NFT.NYC and the Rise of the Non-Fungible Token
Non-fungible tokens are becoming an increasingly important category, best thought of as a kind of digital baseball card or other form of collectible. Our industry is only in the very beginning stages of a more thoughtful consideration of NFTs, their use cases, and their continued development.
A lack of fungibility provides interesting and important use cases – primarily through provable uniqueness. Receipts for products that have not been shipped yet, digital items in virtual worlds (e.g. Second Life), and collectibles all can benefit from the use of non-fungible tokens. In fact, a next generation Second Life virtual world, Decentraland, incorporates use of NFT to secure ownership of virtual real estate and goods.
Panels explored these possibilities, but my favorite was moderated by John Kosner, former EVP and general manager of ESPN. He and his panel discussed the idea of a tiered fan-to-athlete connection via NFTs. NFTs as badges of fandom would act as keys to greater access to the athlete via social media, chat apps, and opportunities purchase exclusive merchandise.

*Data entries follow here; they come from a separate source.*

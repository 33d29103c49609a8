use crate::shared::icons::icon;
use leptos::ev;
use leptos::prelude::*;

#[component]
pub fn Modal(
    /// Title of the modal
    #[prop(into)]
    title: String,
    /// Callback when modal should close
    on_close: Callback<()>,
    /// Optional footer (Save, Cancel, etc.)
    #[prop(optional, into)]
    footer: Option<ViewFn>,
    /// Modal content
    children: Children,
) -> impl IntoView {
    // Escape closes
    let handle = window_event_listener(ev::keydown, move |event| {
        if event.key() == "Escape" {
            on_close.run(());
        }
    });
    on_cleanup(move || handle.remove());

    let stop_propagation = move |ev: ev::MouseEvent| {
        ev.stop_propagation();
    };

    view! {
        <div class="modal-overlay" on:click=move |_| on_close.run(())>
            <div class="modal" on:click=stop_propagation>
                <div class="modal-header">
                    <h2 class="modal-title">{title}</h2>
                    <button class="button button--icon modal__close" on:click=move |_| on_close.run(())>
                        {icon("x")}
                    </button>
                </div>
                <div class="modal-body">
                    {children()}
                </div>
                {footer.map(|footer| view! {
                    <div class="modal-footer">{footer.run()}</div>
                })}
            </div>
        </div>
    }
}

/// Browser confirmation dialog; `false` when it cannot be shown
pub fn confirm(message: &str) -> bool {
    web_sys::window()
        .and_then(|w| w.confirm_with_message(message).ok())
        .unwrap_or(false)
}
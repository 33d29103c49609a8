//! Product Details UI Module
//!
//! MVVM split as in the other detail forms:
//! - view_model.rs: form state, image selection and the save command
//! - view.rs: Leptos component (pure UI)

mod view;
mod view_model;

pub use view::ProductDetails;
pub use view_model::ProductDetailsViewModel;
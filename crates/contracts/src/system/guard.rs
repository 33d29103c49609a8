use super::auth::SessionState;
use super::navigation::{paths, RouteAccess};
use super::roles::Role;

pub const LOGIN_PATH: &str = paths::AUTH;

#[derive(Debug, Clone, Copy, PartialEq, Eq)]
pub enum GuardDecision {
    Render,
    RedirectToLogin,
    /// Only while the persisted session is still being restored
    Pending,
}

/// Route guard: a missing session is the unauthenticated state, not an error
pub fn guard_decision(state: &SessionState) -> GuardDecision {
    match state {
        SessionState::Restoring => GuardDecision::Pending,
        SessionState::SignedOut => GuardDecision::RedirectToLogin,
        SessionState::SignedIn(_) => GuardDecision::Render,
    }
}

/// UI gate of role-restricted screens (the backend enforces the real rules)
pub fn role_gate(access: RouteAccess, role: Role) -> bool {
    access.allows(role)
}

#[cfg(test)]
mod tests {
    use super::*;
    use crate::system::auth::Session;

    #[test]
    fn test_signed_in_renders() {
        let state = SessionState::SignedIn(Session {
            user_id: "u1".into(),
            email: String::new(),
        });
        assert_eq!(guard_decision(&state), GuardDecision::Render);
    }

    #[test]
    fn test_signed_out_redirects() {
        assert_eq!(
            guard_decision(&SessionState::SignedOut),
            GuardDecision::RedirectToLogin
        );
        assert_eq!(LOGIN_PATH, "/auth");
    }

    #[test]
    fn test_pending_only_while_restoring() {
        assert_eq!(guard_decision(&SessionState::Restoring), GuardDecision::Pending);
    }

    #[test]
    fn test_role_gate() {
        assert!(role_gate(RouteAccess::AdminOrManager, Role::Admin));
        assert!(!role_gate(RouteAccess::ManagerOnly, Role::Admin));
        assert!(role_gate(RouteAccess::ManagerOnly, Role::Manager));
        assert!(!role_gate(RouteAccess::AdminOrManager, Role::Unassigned));
    }
}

Based on my learnings at the NFT.NYC conference I’ll be dedicating increased attention on the developments in this underexplored aspect of blockchain technology. Projects like SkyLeague for AUX Labs abstract the use of Blockchain from the user experience and move us further from the snickering of media pundits over Cryptokitties. I’m a strong believer that 2019 and 2020 will be the inception of maturing conversations about provably unique digital objects and collectables.